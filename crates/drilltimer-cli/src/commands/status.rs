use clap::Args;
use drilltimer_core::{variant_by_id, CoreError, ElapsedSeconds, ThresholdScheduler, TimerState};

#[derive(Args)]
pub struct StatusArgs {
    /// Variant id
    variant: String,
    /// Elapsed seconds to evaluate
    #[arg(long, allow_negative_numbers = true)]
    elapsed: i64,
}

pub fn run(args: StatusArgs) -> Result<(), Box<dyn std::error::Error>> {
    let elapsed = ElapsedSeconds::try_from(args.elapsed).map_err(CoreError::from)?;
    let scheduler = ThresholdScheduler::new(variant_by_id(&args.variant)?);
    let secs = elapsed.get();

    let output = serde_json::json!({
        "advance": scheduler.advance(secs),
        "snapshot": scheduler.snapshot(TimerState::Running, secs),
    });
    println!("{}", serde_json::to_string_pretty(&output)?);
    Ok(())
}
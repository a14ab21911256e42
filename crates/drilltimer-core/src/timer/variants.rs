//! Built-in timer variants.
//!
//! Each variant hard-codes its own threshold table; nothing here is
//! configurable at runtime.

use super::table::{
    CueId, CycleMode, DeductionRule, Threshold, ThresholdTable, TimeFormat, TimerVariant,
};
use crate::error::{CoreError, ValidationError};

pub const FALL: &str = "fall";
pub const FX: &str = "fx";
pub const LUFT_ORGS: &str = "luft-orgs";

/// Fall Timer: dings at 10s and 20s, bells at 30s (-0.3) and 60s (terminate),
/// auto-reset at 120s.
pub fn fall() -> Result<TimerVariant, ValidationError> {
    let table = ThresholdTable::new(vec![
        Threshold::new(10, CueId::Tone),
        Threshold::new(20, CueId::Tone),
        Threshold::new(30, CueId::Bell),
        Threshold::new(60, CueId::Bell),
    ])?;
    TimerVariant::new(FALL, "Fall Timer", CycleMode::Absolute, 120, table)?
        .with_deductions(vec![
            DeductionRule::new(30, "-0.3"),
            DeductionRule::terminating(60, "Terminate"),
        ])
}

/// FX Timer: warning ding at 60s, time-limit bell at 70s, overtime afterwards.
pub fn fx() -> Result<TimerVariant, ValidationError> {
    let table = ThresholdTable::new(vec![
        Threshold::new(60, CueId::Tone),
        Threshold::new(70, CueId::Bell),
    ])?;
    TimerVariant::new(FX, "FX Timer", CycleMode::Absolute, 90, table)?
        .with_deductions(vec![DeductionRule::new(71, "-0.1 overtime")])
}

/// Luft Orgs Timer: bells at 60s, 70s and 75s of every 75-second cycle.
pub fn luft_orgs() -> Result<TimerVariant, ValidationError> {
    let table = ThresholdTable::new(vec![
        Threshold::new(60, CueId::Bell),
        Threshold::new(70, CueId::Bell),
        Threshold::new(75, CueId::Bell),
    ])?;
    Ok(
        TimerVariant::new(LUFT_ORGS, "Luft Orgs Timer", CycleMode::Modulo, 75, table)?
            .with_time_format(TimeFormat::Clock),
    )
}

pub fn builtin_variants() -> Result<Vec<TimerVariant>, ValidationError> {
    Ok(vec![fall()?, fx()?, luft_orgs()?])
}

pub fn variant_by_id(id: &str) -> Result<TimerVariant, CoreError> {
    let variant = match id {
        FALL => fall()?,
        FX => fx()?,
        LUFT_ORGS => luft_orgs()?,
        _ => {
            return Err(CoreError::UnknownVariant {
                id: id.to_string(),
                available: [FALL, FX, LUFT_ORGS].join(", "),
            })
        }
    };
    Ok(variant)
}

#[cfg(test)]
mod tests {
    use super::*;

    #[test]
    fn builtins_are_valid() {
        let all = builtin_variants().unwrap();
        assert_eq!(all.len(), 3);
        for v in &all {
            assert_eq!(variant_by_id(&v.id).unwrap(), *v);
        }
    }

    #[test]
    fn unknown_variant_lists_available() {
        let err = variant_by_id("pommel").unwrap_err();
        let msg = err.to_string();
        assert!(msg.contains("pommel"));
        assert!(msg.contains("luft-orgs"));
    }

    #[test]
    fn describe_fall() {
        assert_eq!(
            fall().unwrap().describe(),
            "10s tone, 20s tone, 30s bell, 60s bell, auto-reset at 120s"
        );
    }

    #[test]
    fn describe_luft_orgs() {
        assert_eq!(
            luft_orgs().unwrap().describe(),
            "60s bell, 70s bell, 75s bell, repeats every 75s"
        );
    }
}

**Exercise:** Please make the answer a complete, exact reproduction of the records.

**Answer section:**
filename crates/drilltimer-cli/src/commands/status.rs
use clap::Args;
use drilltimer_core::{variant_by_id, CoreError, ElapsedSeconds, ThresholdScheduler, TimerState};

#[derive(Args)]
pub struct StatusArgs {
    /// Variant id
    variant: String,
    /// Elapsed seconds to evaluate
    #[arg(long, allow_negative_numbers = true)]
    elapsed: i64,
}

pub fn run(args: StatusArgs) -> Result<(), Box<dyn std::error::Error>> {
    let elapsed = ElapsedSeconds::try_from(args.elapsed).map_err(CoreError::from)?;
    let scheduler = ThresholdScheduler::new(variant_by_id(&args.variant)?);
    let secs = elapsed.get();

    let output = serde_json::json!({
        "advance": scheduler.advance(secs),
        "snapshot": scheduler.snapshot(TimerState::Running, secs),
    });
    println!("{}", serde_json::to_string_pretty(&output)?);
    Ok(())
}
repository a14ab21911256e42
filename crates/drilltimer-core/src/timer/variants.rs
//! Built-in timer variants.
//!
//! Each variant hard-codes its own threshold table; nothing here is
//! configurable at runtime.

use super::table::{
    CueId, CycleMode, DeductionRule, Threshold, ThresholdTable, TimeFormat, TimerVariant,
};
use crate::error::{CoreError, ValidationError};

pub const FALL: &str = "fall";
pub const FX: &str = "fx";
pub const LUFT_ORGS: &str = "luft-orgs";

/// Fall Timer: dings at 10s and 20s, bells at 30s (-0.3) and 60s (terminate),
/// auto-reset at 120s.
pub fn fall() -> Result<TimerVariant, ValidationError> {
    let table = ThresholdTable::new(vec![
        Threshold::new(10, CueId::Tone),
        Threshold::new(20, CueId::Tone),
        Threshold::new(30, CueId::Bell),
        Threshold::new(60, CueId::Bell),
    ])?;
    TimerVariant::new(FALL, "Fall Timer", CycleMode::Absolute, 120, table)?
        .with_deductions(vec![
            DeductionRule::new(30, "-0.3"),
            DeductionRule::terminating(60, "Terminate"),
        ])
}

/// FX Timer: warning ding at 60s, time-limit bell at 70s, overtime afterwards.
pub fn fx() -> Result<TimerVariant, ValidationError> {
    let table = ThresholdTable::new(vec![
        Threshold::new(60, CueId::Tone),
        Threshold::new(70, CueId::Bell),
    ])?;
    TimerVariant::new(FX, "FX Timer", CycleMode::Absolute, 90, table)?
        .with_deductions(vec![DeductionRule::new(71, "-0.1 overtime")])
}

/// Luft Orgs Timer: bells at 60s, 70s and 75s of every 75-second cycle.
pub fn luft_orgs() -> Result<TimerVariant, ValidationError> {
    let table = ThresholdTable::new(vec![
        Threshold::new(60, CueId::Bell),
        Threshold::new(70, CueId::Bell),
        Threshold::new(75, CueId::Bell),
    ])?;
    Ok(
        TimerVariant::new(LUFT_ORGS, "Luft Orgs Timer", CycleMode::Modulo, 75, table)?
            .with_time_format(TimeFormat::Clock),
    )
}

pub fn builtin_variants() -> Result<Vec<TimerVariant>, ValidationError> {
    Ok(vec![fall()?, fx()?, luft_orgs()?])
}

pub fn variant_by_id(id: &str) -> Result<TimerVariant, CoreError> {
    let variant = match id {
        FALL => fall()?,
        FX => fx()?,
        LUFT_ORGS => luft_orgs()?,
        _ => {
            return Err(CoreError::UnknownVariant {
                id: id.to_string(),
                available: [FALL, FX, LUFT_ORGS].join(", "),
            })
        }
    };
    Ok(variant)
}

#[cfg(test)]
mod tests {
    use super::*;

    #[test]
    fn builtins_are_valid() {
        let all = builtin_variants().unwrap();
        assert_eq!(all.len(), 3);
        for v in &all {
            assert_eq!(variant_by_id(&v.id).unwrap(), *v);
        }
    }

    #[test]
    fn unknown_variant_lists_available() {
        let err = variant_by_id("pommel").unwrap_err();
        let msg = err.to_string();
        assert!(msg.contains("pommel"));
        assert!(msg.contains("luft-orgs"));
    }

    #[test]
    fn describe_fall() {
        assert_eq!(
            fall().unwrap().describe(),
            "10s tone, 20s tone, 30s bell, 60s bell, auto-reset at 120s"
        );
    }

    #[test]
    fn describe_luft_orgs() {
        assert_eq!(
            luft_orgs().unwrap().describe(),
            "60s bell, 70s bell, 75s bell, repeats every 75s"
        );
    }
}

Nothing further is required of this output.